Open AccessThe mitochondrial ubiquitin ligase plays an anti‐apoptotic role in cardiomyocytes by regulating mitochondrial fission
Author(s) -
Wang Jing,
Aung Lynn H. H.,
Prabhakar Bellur S.,
Li Peifeng
Publication year - 2016
Publication title -
journal of cellular and molecular medicine
Language(s) - English
Resource type - Journals
SCImago Journal Rank - 1.44
H-Index - 130
eISSN - 1582-4934
pISSN - 1582-1838
DOI - 10.1111/jcmm.12914
Subject(s) - mitochondrial fission , microbiology and biotechnology , apoptosis , mitochondrion , ubiquitin ligase , biology , mitochondrial fusion , mitochondrial apoptosis induced channel , ubiquitin , gene knockdown , dnm1l , inner mitochondrial membrane , mitochondrial dna , biochemistry , gene
Apoptosis plays a critical role in the development of myocardial infarction.
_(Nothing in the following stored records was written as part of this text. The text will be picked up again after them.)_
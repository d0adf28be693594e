// src/config.rs
//! Configuration file parsing for the build farm
//!
//! Supports TOML configuration files with the following sections:
//! - [paths] - Database, repository and temp directories
//! - [scheduler] - Concurrency budget and retry ceiling
//! - [jobs] - Job service selection and job timeout
//! - [remote] - Remote CI service credentials and endpoints
//! - [staging] - Architectures built for staging branches
//! - [signing] - Optional external command signing the WIP index
//! - [timer] - Status sync interval
//! - [images] - Image retention
//! - [[branch]] - Ordered list of release branches
//! - [[image]] - Images to build per device/UI

use crate::backend::BackendKind;
use crate::repo::staging::STAGING_SEPARATOR;
use anyhow::{Context, Result};
use serde::Deserialize;
use std::path::{Path, PathBuf};
use std::time::Duration;

/// TOML configuration file structure
#[derive(Debug, Clone, Deserialize)]
pub struct Config {
    #[serde(default)]
    pub paths: PathsSection,

    #[serde(default)]
    pub scheduler: SchedulerSection,

    #[serde(default)]
    pub jobs: JobsSection,

    #[serde(default)]
    pub remote: RemoteSection,

    #[serde(default)]
    pub staging: StagingSection,

    #[serde(default)]
    pub signing: SigningSection,

    #[serde(default)]
    pub timer: TimerSection,

    #[serde(default)]
    pub images: ImagesSection,

    /// Release branches in scheduling order
    #[serde(default = "default_branches", rename = "branch")]
    pub branches: Vec<BranchConfig>,

    /// Splitrepo directories that need a one-shot bootstrap build
    #[serde(default = "default_repo_bootstrap_dirs")]
    pub repo_bootstrap_dirs: Vec<String>,

    /// Images to build
    #[serde(default, rename = "image")]
    pub image_targets: Vec<ImageTarget>,
}

impl Default for Config {
    fn default() -> Self {
        Self {
            paths: PathsSection::default(),
            scheduler: SchedulerSection::default(),
            jobs: JobsSection::default(),
            remote: RemoteSection::default(),
            staging: StagingSection::default(),
            signing: SigningSection::default(),
            timer: TimerSection::default(),
            images: ImagesSection::default(),
            branches: default_branches(),
            repo_bootstrap_dirs: default_repo_bootstrap_dirs(),
            image_targets: Vec::new(),
        }
    }
}

/// Filesystem locations
#[derive(Debug, Clone, Deserialize)]
pub struct PathsSection {
    /// SQLite database
    #[serde(default = "default_db")]
    pub db: PathBuf,

    /// Root of the work-in-progress repositories
    #[serde(default = "default_repo_wip")]
    pub repo_wip: PathBuf,

    /// Root of the published repositories
    #[serde(default = "default_repo_final")]
    pub repo_final: PathBuf,

    /// Scratch space (symlink repos, local jobs, locks)
    #[serde(default = "default_temp")]
    pub temp: PathBuf,

    /// Root of the published images
    #[serde(default = "default_images")]
    pub images: PathBuf,
}

impl Default for PathsSection {
    fn default() -> Self {
        Self {
            db: default_db(),
            repo_wip: default_repo_wip(),
            repo_final: default_repo_final(),
            temp: default_temp(),
            images: default_images(),
        }
    }
}

fn default_db() -> PathBuf {
    PathBuf::from("/var/lib/buildfarm/buildfarm.db")
}

fn default_repo_wip() -> PathBuf {
    PathBuf::from("/var/lib/buildfarm/wip")
}

fn default_repo_final() -> PathBuf {
    PathBuf::from("/var/lib/buildfarm/final")
}

fn default_temp() -> PathBuf {
    PathBuf::from("/var/lib/buildfarm/temp")
}

fn default_images() -> PathBuf {
    PathBuf::from("/var/lib/buildfarm/images")
}

/// Scheduler limits
#[derive(Debug, Clone, Deserialize)]
pub struct SchedulerSection {
    /// Global number of concurrently building packages, images and bootstraps
    #[serde(default = "default_max_parallel_build_jobs")]
    pub max_parallel_build_jobs: usize,

    /// Failed builds are retried while their retry count is below this
    #[serde(default = "default_retry_count_max")]
    pub retry_count_max: i64,
}

impl Default for SchedulerSection {
    fn default() -> Self {
        Self {
            max_parallel_build_jobs: default_max_parallel_build_jobs(),
            retry_count_max: default_retry_count_max(),
        }
    }
}

fn default_max_parallel_build_jobs() -> usize {
    5
}

fn default_retry_count_max() -> i64 {
    5
}

/// Job service settings
#[derive(Debug, Clone, Deserialize)]
pub struct JobsSection {
    /// Which job service runs the jobs
    #[serde(default)]
    pub service: BackendKind,

    /// Timeout passed to the job service, in seconds
    #[serde(default = "default_job_timeout")]
    pub timeout_secs: u64,

    /// Command used by job scripts to deliver callbacks (local service)
    #[serde(default = "default_callback_command")]
    pub callback_command: String,

    /// Mirror of the final repositories, as seen from inside a job
    #[serde(default = "default_mirror")]
    pub mirror: String,

    /// Mirror of the WIP repositories, as seen from inside a job
    #[serde(default = "default_mirror_wip")]
    pub mirror_wip: String,
}

impl Default for JobsSection {
    fn default() -> Self {
        Self {
            service: BackendKind::default(),
            timeout_secs: default_job_timeout(),
            callback_command: default_callback_command(),
            mirror: default_mirror(),
            mirror_wip: default_mirror_wip(),
        }
    }
}

fn default_job_timeout() -> u64 {
    14400
}

fn default_callback_command() -> String {
    "buildfarm".to_string()
}

fn default_mirror() -> String {
    "http://localhost/final".to_string()
}

fn default_mirror_wip() -> String {
    "http://localhost/wip".to_string()
}

/// Remote CI service settings
#[derive(Debug, Clone, Deserialize)]
pub struct RemoteSection {
    /// GraphQL endpoint
    #[serde(default = "default_remote_api")]
    pub api_url: String,

    /// Base URL for human readable job links
    #[serde(default = "default_remote_web")]
    pub web_url: String,

    /// Account that owns the jobs
    #[serde(default)]
    pub user: String,

    /// API token
    #[serde(default)]
    pub token: Option<String>,

    /// File containing the API token (used when `token` is unset)
    #[serde(default)]
    pub token_file: Option<PathBuf>,

    /// Build image used for jobs
    #[serde(default = "default_remote_image")]
    pub image: String,

    /// Public URL of the callback endpoint, as seen from the job
    #[serde(default)]
    pub callback_url: String,
}

impl Default for RemoteSection {
    fn default() -> Self {
        Self {
            api_url: default_remote_api(),
            web_url: default_remote_web(),
            user: String::new(),
            token: None,
            token_file: None,
            image: default_remote_image(),
            callback_url: String::new(),
        }
    }
}

fn default_remote_api() -> String {
    "https://builds.sr.ht/query".to_string()
}

fn default_remote_web() -> String {
    "https://builds.sr.ht".to_string()
}

fn default_remote_image() -> String {
    "alpine/edge".to_string()
}

/// Staging branch settings
#[derive(Debug, Clone, Deserialize)]
pub struct StagingSection {
    /// Architectures built for every staging branch
    #[serde(default = "default_staging_arches")]
    pub arches: Vec<String>,
}

impl Default for StagingSection {
    fn default() -> Self {
        Self {
            arches: default_staging_arches(),
        }
    }
}

fn default_staging_arches() -> Vec<String> {
    vec!["x86_64".to_string()]
}

/// Index signing
#[derive(Debug, Clone, Deserialize)]
pub struct SigningSection {
    /// Command (program and arguments) run with the WIP index path appended
    #[serde(default)]
    pub wip_command: Option<Vec<String>>,

    /// Private key used by sign_index jobs, as seen from inside a job
    #[serde(default = "default_final_key")]
    pub final_key: String,
}

impl Default for SigningSection {
    fn default() -> Self {
        Self {
            wip_command: None,
            final_key: default_final_key(),
        }
    }
}

fn default_final_key() -> String {
    "$HOME/.final.rsa".to_string()
}

/// Status sync timer
#[derive(Debug, Clone, Deserialize)]
pub struct TimerSection {
    #[serde(default = "default_timer_interval")]
    pub interval_secs: u64,
}

impl Default for TimerSection {
    fn default() -> Self {
        Self {
            interval_secs: default_timer_interval(),
        }
    }
}

fn default_timer_interval() -> u64 {
    300
}

/// Image retention and rebuild policy
#[derive(Debug, Clone, Deserialize)]
pub struct ImagesSection {
    /// Published images older than this are removed (the newest is kept)
    #[serde(default = "default_retention_days")]
    pub retention_days: i64,

    /// A new image is queued when the newest one is older than this
    #[serde(default = "default_rebuild_interval_days")]
    pub rebuild_interval_days: i64,
}

impl Default for ImagesSection {
    fn default() -> Self {
        Self {
            retention_days: default_retention_days(),
            rebuild_interval_days: default_rebuild_interval_days(),
        }
    }
}

fn default_retention_days() -> i64 {
    70
}

fn default_rebuild_interval_days() -> i64 {
    7
}

/// One release branch
#[derive(Debug, Clone, PartialEq, Eq, Deserialize)]
pub struct BranchConfig {
    pub name: String,

    /// Architectures in build order; the first one is the native arch
    pub arches: Vec<String>,

    /// Failures on this branch do not count towards the failure alarm
    #[serde(default)]
    pub ignore_errors: bool,

    /// Branch of the build tool used by jobs for this branch
    #[serde(default = "default_pmb_branch")]
    pub pmb_branch: String,
}

impl BranchConfig {
    pub fn new(name: &str, arches: &[&str]) -> Self {
        Self {
            name: name.to_string(),
            arches: arches.iter().map(|a| a.to_string()).collect(),
            ignore_errors: false,
            pmb_branch: default_pmb_branch(),
        }
    }
}

fn default_pmb_branch() -> String {
    "master".to_string()
}

fn default_branches() -> Vec<BranchConfig> {
    vec![BranchConfig::new("master", &["x86_64", "aarch64", "armv7"])]
}

fn default_repo_bootstrap_dirs() -> Vec<String> {
    vec!["systemd".to_string()]
}

/// An image built for a device and UI on a set of branches
#[derive(Debug, Clone, PartialEq, Eq, Deserialize)]
pub struct ImageTarget {
    pub device: String,
    pub ui: String,
    pub branches: Vec<String>,
}

impl Config {
    /// Load configuration from a TOML file
    pub fn load(path: &Path) -> Result<Self> {
        let content = std::fs::read_to_string(path)
            .with_context(|| format!("Failed to read config file: {}", path.display()))?;

        let config: Config = toml::from_str(&content)
            .with_context(|| format!("Failed to parse config file: {}", path.display()))?;

        config.validate()?;
        Ok(config)
    }

    /// Configuration keeping all state below one directory
    pub fn with_root(root: &Path) -> Self {
        let mut config = Self::default();
        config.paths = PathsSection {
            db: root.join("buildfarm.db"),
            repo_wip: root.join("wip"),
            repo_final: root.join("final"),
            temp: root.join("temp"),
            images: root.join("images"),
        };
        config
    }

    /// Validate the configuration
    pub fn validate(&self) -> Result<()> {
        if self.branches.is_empty() {
            anyhow::bail!("at least one [[branch]] must be configured");
        }

        for branch in &self.branches {
            if branch.name.is_empty() || branch.name.contains(STAGING_SEPARATOR) {
                anyhow::bail!("invalid branch name: {:?}", branch.name);
            }
            if branch.arches.is_empty() {
                anyhow::bail!("branch {} has no arches", branch.name);
            }
        }

        if self.scheduler.max_parallel_build_jobs == 0 {
            anyhow::bail!("scheduler.max_parallel_build_jobs must be at least 1");
        }

        for target in &self.image_targets {
            for branch in &target.branches {
                if self.branch(branch).is_none() {
                    anyhow::bail!(
                        "image {}:{} references unknown branch {}",
                        target.device,
                        target.ui,
                        branch
                    );
                }
            }
        }

        Ok(())
    }

    /// Look up a configured (non-staging) branch
    pub fn branch(&self, name: &str) -> Option<&BranchConfig> {
        self.branches.iter().find(|b| b.name == name)
    }

    /// Timeout handed to the job service
    pub fn job_timeout(&self) -> Duration {
        Duration::from_secs(self.jobs.timeout_secs)
    }

    pub fn timer_interval(&self) -> Duration {
        Duration::from_secs(self.timer.interval_secs)
    }

    /// Lock file serializing build passes across processes
    pub fn scheduler_lock_path(&self) -> PathBuf {
        self.paths.temp.join("scheduler.lock")
    }
}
Cardiomyocytes are enriched with mitochondria and excessive mitochondrial fission can trigger cellular apoptosis. Recently, the mitochondrial ubiquitin ligase ( MITOL ), localized in the mitochondrial outer membrane, was reported to play an important role in the regulation of mitochondrial dynamics and apoptosis. However, the underlying mechanism of its action remains uncertain. The present study was aimed at uncovering the role of MITOL in the regulation of cardiomyocyte apoptosis. Our results showed that MITOL expression was up‐regulated in cardiomyocytes in response to apoptotic stimulation. Mitochondrial ubiquitin ligase overexpression blocked dynamin‐related protein 1 accumulation in the mitochondria, and attenuated the mitochondrial fission induced by hydrogen peroxide. Conversely, MITOL knockdown sensitized cardiomyocytes to undergo mitochondrial fission, resulting in subsequent apoptosis. These findings suggest that MITOL plays a protective role against apoptosis in cardiomyocytes, and may serve as a potential therapeutic target for apoptosis‐related cardiac diseases.